His mother promptly took him to a Gaza hospital when he began to show symptoms of physical discomfort, weakness and difficulty breathing. Their doctor confirmed that he had a rare, inherited disease that causes a buildup of glycogen within muscle cells and results in muscle weakness.
“The medicine Sami needs is extremely expensive and unavailable in Gaza," explained Dr. Abu Fannana.
According to Dr. Maha Abu Fannana, Sami’s physician, “Without treatment, the disease can cause more health complications like hypotonia, heart problems and respiratory system failure. Sadly, these can ultimately lead to death.”
Gaza Aid Limited, Medical Supplies Lacking
Sami’s family had already experienced tragedy when his two sisters were born with the disease and did not survive. The lack of proper testing and health care in Gaza meant that the illness could not be identified in time.
Moreover, once the disease is diagnosed, options for treatment are limited. “I was terrified that the tragedy would happen again,” said Sami’s mother, Sahar.
“The medicine Sami needs is extremely expensive and unavailable in Gaza,” explained Dr. Abu Fannana.
The process of getting medical aid into Gaza is cumbersome due to the blockade, coupled with regular electricity outages.
First, local Anera staff team up with doctors to calculate the exact number of doses needed for each patient. Then, very specific and thorough travel documents are prepared. Approval must be granted from numerous Israeli and Palestinian authorities before the medicine can start its journey. For Sami's medicine, the vials must be kept refrigerated at all times. This means Anera staff sometimes have to walk up in the middle of the night to collect the medicine from Erez Crossing and show up with a working refrigerator amid the regular and lengthy power cuts in Gaza.
But thankfully for Sami, Anera delivers enough of the medicine with each shipment to cover his needs for a full year.
Now in Treatment, Sami Rides His Bike and Goes to School
Sami is now six years old and loves riding his bike and playing with his siblings.
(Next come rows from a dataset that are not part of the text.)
use crate::{
    dtos::{
        location::{
            CreateLocationRequest, FinishedLocationsParams, LocationResponse,
            PaginatedLocationsResponse,
        },
        pagination::PaginationMeta,
    },
    error::{ApiError, ErrorResponse},
    routes::auth::rentor_name,
    state::AppState,
};
use axum::{
    Extension, Json,
    extract::{Path, Query, State},
    http::StatusCode,
};
use chrono::Local;
use database::services::location::{LocationService, NewLocation};
use log::info;
use sea_orm::prelude::Uuid;
use tower_oauth2_resource_server::claims::DefaultClaims;

/// Get the rentals currently out, most recent first
#[utoipa::path(
    get,
    path = "/locations",
    responses(
        (status = 200, description = "Open locations", body = [LocationResponse]),
        (status = 401, description = "Unauthorized - invalid or missing JWT"),
        (status = 503, description = "Storage unavailable", body = ErrorResponse)
    ),
    security(
        ("jwt" = [])
    ),
    tag = "Locations"
)]
pub async fn get_open_locations(
    State(state): State<AppState>,
) -> Result<Json<Vec<LocationResponse>>, ApiError> {
    let today = Local::now().date_naive();
    let locations = LocationService::list_open_locations(&state.db).await?;

    Ok(Json(
        locations
            .into_iter()
            .map(|details| LocationResponse::new(details, today, state.price_per_unit))
            .collect(),
    ))
}

/// Get paginated list of returned rentals, most recently returned first
#[utoipa::path(
    get,
    path = "/locations/finished",
    params(FinishedLocationsParams),
    responses(
        (status = 200, description = "Finished locations", body = PaginatedLocationsResponse),
        (status = 400, description = "Invalid query parameters", body = ErrorResponse),
        (status = 401, description = "Unauthorized - invalid or missing JWT"),
        (status = 503, description = "Storage unavailable", body = ErrorResponse)
    ),
    security(
        ("jwt" = [])
    ),
    tag = "Locations"
)]
pub async fn get_finished_locations(
    State(state): State<AppState>,
    Query(params): Query<FinishedLocationsParams>,
) -> Result<Json<PaginatedLocationsResponse>, ApiError> {
    let today = Local::now().date_naive();
    let (locations, total_items) =
        LocationService::list_finished_locations(&state.db, params.page, params.per_page).await?;

    Ok(Json(PaginatedLocationsResponse {
        locations: locations
            .into_iter()
            .map(|details| LocationResponse::new(details, today, state.price_per_unit))
            .collect(),
        pagination: PaginationMeta::new(params.page, params.per_page, total_items),
    }))
}

/// Get a specific location by ID
#[utoipa::path(
    get,
    path = "/locations/{id}",
    params(
        ("id" = Uuid, Path, description = "Location ID")
    ),
    responses(
        (status = 200, description = "Location found", body = LocationResponse),
        (status = 401, description = "Unauthorized - invalid or missing JWT"),
        (status = 404, description = "Location not found", body = ErrorResponse),
        (status = 503, description = "Storage unavailable", body = ErrorResponse)
    ),
    security(
        ("jwt" = [])
    ),
    tag = "Locations"
)]
pub async fn get_location_by_id(
    State(state): State<AppState>,
    Path(id): Path<Uuid>,
) -> Result<Json<LocationResponse>, ApiError> {
    let today = Local::now().date_naive();
    let details = LocationService::get_location(&state.db, id).await?;

    Ok(Json(LocationResponse::new(
        details,
        today,
        state.price_per_unit,
    )))
}

/// Open a rental; the authenticated user is recorded as the rentor
#[utoipa::path(
    post,
    path = "/locations",
    request_body = CreateLocationRequest,
    responses(
        (status = 201, description = "Location created", body = LocationResponse),
        (status = 400, description = "Invalid location (e.g. expected end date in the past)", body = ErrorResponse),
        (status = 401, description = "Unauthorized - invalid or missing JWT"),
        (status = 404, description = "A game does not exist", body = ErrorResponse),
        (status = 409, description = "A game is already rented", body = ErrorResponse),
        (status = 503, description = "Storage unavailable", body = ErrorResponse)
    ),
    security(
        ("jwt" = [])
    ),
    tag = "Locations"
)]
pub async fn create_location(
    State(state): State<AppState>,
    claims: Extension<DefaultClaims>,
    Json(req): Json<CreateLocationRequest>,
) -> Result<(StatusCode, Json<LocationResponse>), ApiError> {
    let rentor = rentor_name(&claims)?;
    let new = NewLocation::try_from(req)?;
    let now = Local::now().naive_local();

    let details = LocationService::create_location(&state.db, new, rentor, now).await?;
    info!(
        "Location {} created by {}",
        details.location.id, details.location.rentor_first
    );

    Ok((
        StatusCode::CREATED,
        Json(LocationResponse::new(
            details,
            now.date(),
            state.price_per_unit,
        )),
    ))
}

/// Close a rental: games come back and the price is stored
#[utoipa::path(
    post,
    path = "/locations/{id}/finish",
    params(
        ("id" = Uuid, Path, description = "Location ID")
    ),
    responses(
        (status = 200, description = "Location finished", body = LocationResponse),
        (status = 401, description = "Unauthorized - invalid or missing JWT"),
        (status = 404, description = "Location not found", body = ErrorResponse),
        (status = 409, description = "Location already finished", body = ErrorResponse),
        (status = 503, description = "Storage unavailable", body = ErrorResponse)
    ),
    security(
        ("jwt" = [])
    ),
    tag = "Locations"
)]
pub async fn finish_location(
    State(state): State<AppState>,
    claims: Extension<DefaultClaims>,
    Path(id): Path<Uuid>,
) -> Result<Json<LocationResponse>, ApiError> {
    let rentor = rentor_name(&claims)?;
    let today = Local::now().date_naive();

    let details = LocationService::finish_location(&state.db, id, rentor, today).await?;

    Ok(Json(LocationResponse::new(
        details,
        today,
        state.price_per_unit,
    )))
}

/// Cancel an open rental without billing it
#[utoipa::path(
    delete,
    path = "/locations/{id}",
    params(
        ("id" = Uuid, Path, description = "Location ID")
    ),
    responses(
        (status = 204, description = "Location deleted"),
        (status = 401, description = "Unauthorized - invalid or missing JWT"),
        (status = 404, description = "Location not found", body = ErrorResponse),
        (status = 409, description = "Location already finished", body = ErrorResponse),
        (status = 503, description = "Storage unavailable", body = ErrorResponse)
    ),
    security(
        ("jwt" = [])
    ),
    tag = "Locations"
)]
pub async fn delete_location(
    State(state): State<AppState>,
    Path(id): Path<Uuid>,
) -> Result<StatusCode, ApiError> {
    LocationService::delete_location(&state.db, id).await?;

    Ok(StatusCode::NO_CONTENT)
}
He likes to collect seashells at the beach. And like many kids, he has a pesky little brother whom he loves. “I love eating eggs and milk and soups too,” Sami added.
“My only fear is waking up one day to the bad news that the medicine is not available,” said Sahar.
In addition to the medicine he takes, Sami travels to Israel to get speech therapy sessions. His mother accompanies him and has learned how to practice speech lessons at home. She and her husband are now searching for a school for Sami that can accommodate his disease and help him mingle with other children.
“My only fear is waking up one day to the bad news that the medicine is not available,” said Sahar. “I hope this will never happen.”